### Required action
Return each line of the records below that contains the word "MathError".

"""

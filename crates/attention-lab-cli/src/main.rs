//! Attention Lab CLI Entry Point
//!
//! This is the main entry point for the attention-lab command-line tool.

use clap::Parser;
use tracing_subscriber::{layer::SubscriberExt, util::SubscriberInitExt, EnvFilter};

use attention_lab_cli::{trainer, Cli, Commands};

fn main() -> anyhow::Result<()> {
    // Initialize logging
    tracing_subscriber::registry()
        .with(EnvFilter::try_from_default_env().unwrap_or_else(|_| EnvFilter::new("info")))
        .with(tracing_subscriber::fmt::layer().with_target(false))
        .init();

    let cli = Cli::parse();

    match cli.command {
        Commands::Generate(args) => trainer::generate(args)?,
        Commands::Inspect(args) => trainer::inspect(args)?,
        Commands::Play(args) => trainer::play(args)?,
        Commands::Check(args) => trainer::check(args)?,
        Commands::Version => {
            println!("attention-lab {}", env!("CARGO_PKG_VERSION"));
            println!("Trainer module version: {}", attention_lab_trainer::VERSION);
            println!("Core module version: {}", attention_lab_core::VERSION);
        }
    }

    Ok(())
}
//! Attention Lab CLI
//!
//! Command-line interface for the Attention Lab trainer: generate puzzle
//! worksheets, walk through the attention derivation step by step, play the
//! three-level game in the terminal, and run the built-in diagnostics.
//!
//! # Features
//!
//! - **generate**: Produce a puzzle worksheet from a seed or from entropy
//! - **inspect**: Show every stage of the attention computation
//! - **play**: Interactive three-level game with score and streak
//! - **check**: Run the self-check diagnostics
//! - **version**: Display version information
//!
//! # Usage
//!
//! ```bash
//! # Generate a reproducible puzzle worksheet
//! attention-lab generate --seed 42
//!
//! # Same puzzle with the solution section included
//! attention-lab generate --seed 42 --reveal
//!
//! # Walk through the full derivation as tables
//! attention-lab inspect --seed 42
//!
//! # Play the game
//! attention-lab play
//!
//! # Run the diagnostics and emit JSON
//! attention-lab check --format json
//! ```

use clap::{Parser, Subcommand};

pub mod trainer;

/// Attention Lab Command Line Interface
#[derive(Parser, Debug)]
#[command(name = "attention-lab")]
#[command(author, version, about = "Interactive attention mechanism trainer")]
#[command(propagate_version = true)]
pub struct Cli {
    /// Command to execute
    #[command(subcommand)]
    pub command: Commands,
}

/// Top-level commands
#[derive(Subcommand, Debug)]
pub enum Commands {
    /// Generate a puzzle worksheet
    Generate(trainer::GenerateArgs),

    /// Walk through the attention computation stage by stage
    Inspect(trainer::InspectArgs),

    /// Play the three-level game interactively
    Play(trainer::PlayArgs),

    /// Run the self-check diagnostics
    Check(trainer::CheckArgs),

    /// Display version information
    Version,
}
//! Dot-product attention pipeline.
//!
//! Implements the attention computation the trainer teaches:
//! scores = q·kᵢ, weights = softmax(scores), output = Σ weightsᵢ·vᵢ.
//!
//! Unlike the transformer formulation there is no `1/√d` scaling. The
//! trainer works on small integer vectors a learner can compute by hand,
//! and raw dot products keep the scores legible.

use serde::Serialize;

use crate::error::{MathError, MathResult};
use crate::vector::{dot, softmax, weighted_sum};

/// Every intermediate of one attention computation.
///
/// The trainer quizzes the learner on each stage, so the pipeline returns
/// the full trace instead of collapsing it to the output vector.
#[derive(Debug, Clone, PartialEq, Serialize)]
pub struct AttentionTrace {
    /// Raw dot-product score per key
    pub scores: Vec<f64>,
    /// Softmax of the scores
    pub weights: Vec<f64>,
    /// Weighted mix of the value vectors
    pub output: Vec<f64>,
}

/// Dot-product attention over one query and a set of key/value pairs.
///
/// Keys share the query dimension; values may use a different dimension.
#[derive(Debug, Clone, Copy, PartialEq, Eq)]
pub struct AttentionHead {
    dim_qk: usize,
    dim_v: usize,
}

impl AttentionHead {
    /// Creates an attention head for the given query/key and value dimensions.
    #[must_use]
    pub const fn new(dim_qk: usize, dim_v: usize) -> Self {
        Self { dim_qk, dim_v }
    }

    /// The query/key dimension.
    #[must_use]
    pub const fn dim_qk(&self) -> usize {
        self.dim_qk
    }

    /// The value dimension.
    #[must_use]
    pub const fn dim_v(&self) -> usize {
        self.dim_v
    }

    /// Runs the full pipeline and returns every intermediate.
    ///
    /// # Errors
    ///
    /// Returns [`MathError::EmptyInput`] when `keys` or `values` is empty,
    /// and [`MathError::DimensionMismatch`] when the query, any key, or any
    /// value disagrees with the head's dimensions or the key and value
    /// counts differ.
    pub fn attend(
        &self,
        query: &[f64],
        keys: &[Vec<f64>],
        values: &[Vec<f64>],
    ) -> MathResult<AttentionTrace> {
        if query.len() != self.dim_qk {
            return Err(MathError::dimension_mismatch(self.dim_qk, query.len()));
        }
        if keys.is_empty() || values.is_empty() {
            return Err(MathError::empty_input("keys or values"));
        }
        if keys.len() != values.len() {
            return Err(MathError::dimension_mismatch(keys.len(), values.len()));
        }
        for value in values {
            if value.len() != self.dim_v {
                return Err(MathError::dimension_mismatch(self.dim_v, value.len()));
            }
        }

        let scores = keys
            .iter()
            .map(|key| dot(query, key))
            .collect::<MathResult<Vec<f64>>>()?;
        let weights = softmax(&scores)?;
        let output = weighted_sum(&weights, values)?;

        Ok(AttentionTrace {
            scores,
            weights,
            output,
        })
    }
}
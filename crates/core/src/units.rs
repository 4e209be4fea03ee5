//! Units the simulation counts in: whole days of age and litres of milk.
//!
//! A "year" is a display unit only. Internally every age is an integer number
//! of days, converted at a fixed scale of [`DAYS_PER_YEAR`].

use core::fmt;
use core::ops::{Add, AddAssign, Sub, SubAssign};

use serde::{Deserialize, Serialize};

use crate::error::{DomainError, DomainResult};

/// Fixed conversion scale between external years and internal days.
pub const DAYS_PER_YEAR: u32 = 100;

/// A count of elapsed days (an age, or a day number of the simulation).
#[derive(Debug, Copy, Clone, Default, PartialEq, Eq, PartialOrd, Ord, Hash, Serialize, Deserialize)]
#[serde(transparent)]
pub struct Days(u32);

impl Days {
    pub const ZERO: Days = Days(0);

    pub const fn new(days: u32) -> Self {
        Self(days)
    }

    pub const fn years(years: u32) -> Self {
        Self(years * DAYS_PER_YEAR)
    }

    pub const fn get(self) -> u32 {
        self.0
    }

    /// Convert a decimal number of years into whole days.
    ///
    /// Rounds to the nearest day so that inputs like `4.13` land on 413 rather
    /// than on 412 through floating point truncation.
    pub fn from_years(years: f64) -> DomainResult<Self> {
        if !years.is_finite() {
            return Err(DomainError::validation("age must be a finite number of years"));
        }
        if years < 0.0 {
            return Err(DomainError::validation("age cannot be negative"));
        }

        let days = (years * f64::from(DAYS_PER_YEAR)).round();
        if days > f64::from(u32::MAX) {
            return Err(DomainError::validation("age is out of range"));
        }
        Ok(Self(days as u32))
    }

    /// Age in years, unrounded.
    pub fn as_years(self) -> f64 {
        f64::from(self.0) / f64::from(DAYS_PER_YEAR)
    }

    /// Days elapsed since `earlier`; zero when `earlier` lies in the future.
    pub fn since(self, earlier: Days) -> Days {
        Days(self.0.saturating_sub(earlier.0))
    }

    /// The following day.
    pub fn succ(self) -> Days {
        Days(self.0.saturating_add(1))
    }

    pub fn as_f64(self) -> f64 {
        f64::from(self.0)
    }
}

impl From<u32> for Days {
    fn from(value: u32) -> Self {
        Self(value)
    }
}

impl fmt::Display for Days {
    fn fmt(&self, f: &mut fmt::Formatter<'_>) -> fmt::Result {
        write!(f, "{} days", self.0)
    }
}

/// A volume of milk.
///
/// Not clamped: a yield formula may produce a negative value and callers
/// decide what to do with it.
#[derive(Debug, Copy, Clone, Default, PartialEq, PartialOrd, Serialize, Deserialize)]
#[serde(transparent)]
pub struct Litres(f64);

impl Litres {
    pub const ZERO: Litres = Litres(0.0);

    pub const fn new(litres: f64) -> Self {
        Self(litres)
    }

    pub const fn get(self) -> f64 {
        self.0
    }

    pub fn is_negative(self) -> bool {
        self.0 < 0.0
    }

    /// Rounded to two decimals, the precision quantities are reported in.
    pub fn rounded(self) -> f64 {
        round_to(self.0, 2)
    }
}

impl From<f64> for Litres {
    fn from(value: f64) -> Self {
        Self(value)
    }
}

impl Add for Litres {
    type Output = Litres;

    fn add(self, rhs: Litres) -> Litres {
        Litres(self.0 + rhs.0)
    }
}

impl AddAssign for Litres {
    fn add_assign(&mut self, rhs: Litres) {
        self.0 += rhs.0;
    }
}

impl Sub for Litres {
    type Output = Litres;

    fn sub(self, rhs: Litres) -> Litres {
        Litres(self.0 - rhs.0)
    }
}

impl SubAssign for Litres {
    fn sub_assign(&mut self, rhs: Litres) {
        self.0 -= rhs.0;
    }
}

impl fmt::Display for Litres {
    fn fmt(&self, f: &mut fmt::Formatter<'_>) -> fmt::Result {
        write!(f, "{:.3} l", self.0)
    }
}

/// Round `value` to `decimals` places (half away from zero).
pub fn round_to(value: f64, decimals: i32) -> f64 {
    let scale = 10f64.powi(decimals);
    (value * scale).round() / scale
}
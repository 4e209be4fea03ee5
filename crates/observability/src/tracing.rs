//! Tracing/logging initialization.

use tracing_subscriber::EnvFilter;

/// Environment variable selecting the log output format.
pub const LOG_FORMAT_ENV: &str = "YAKSHOP_LOG_FORMAT";

/// How log lines are rendered.
#[derive(Debug, Copy, Clone, Default, PartialEq, Eq)]
pub enum LogFormat {
    /// One JSON object per line.
    #[default]
    Json,
    /// Human-readable lines for terminals.
    Pretty,
}

impl LogFormat {
    /// Parse a format name; unknown names fall back to JSON.
    pub fn parse(value: &str) -> Self {
        match value.trim().to_ascii_lowercase().as_str() {
            "pretty" | "text" | "human" => LogFormat::Pretty,
            _ => LogFormat::Json,
        }
    }

    pub fn from_env() -> Self {
        std::env::var(LOG_FORMAT_ENV)
            .map(|v| Self::parse(&v))
            .unwrap_or_default()
    }
}

/// Initialize tracing/logging for the process.
///
/// The filter comes from `RUST_LOG`, falling back to `default_filter`.
/// Safe to call multiple times (subsequent calls are no-ops).
pub fn init(format: LogFormat, default_filter: &str) {
    let filter = EnvFilter::try_from_default_env()
        .unwrap_or_else(|_| EnvFilter::new(default_filter));

    let builder = tracing_subscriber::fmt()
        .with_env_filter(filter)
        .with_writer(std::io::stderr)
        .with_target(false);

    let _ = match format {
        LogFormat::Json => builder
            .json()
            .with_timer(tracing_subscriber::fmt::time::SystemTime)
            .try_init(),
        LogFormat::Pretty => builder.compact().try_init(),
    };
}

"""

### Written response
use crate::error::{MathError, MathResult};
    /// Returns [`MathError::EmptyInput`] when `keys` or `values` is empty,
    /// and [`MathError::DimensionMismatch`] when the query, any key, or any
            return Err(MathError::dimension_mismatch(self.dim_qk, query.len()));
            return Err(MathError::empty_input("keys or values"));
            return Err(MathError::dimension_mismatch(keys.len(), values.len()));
                return Err(MathError::dimension_mismatch(self.dim_v, value.len()));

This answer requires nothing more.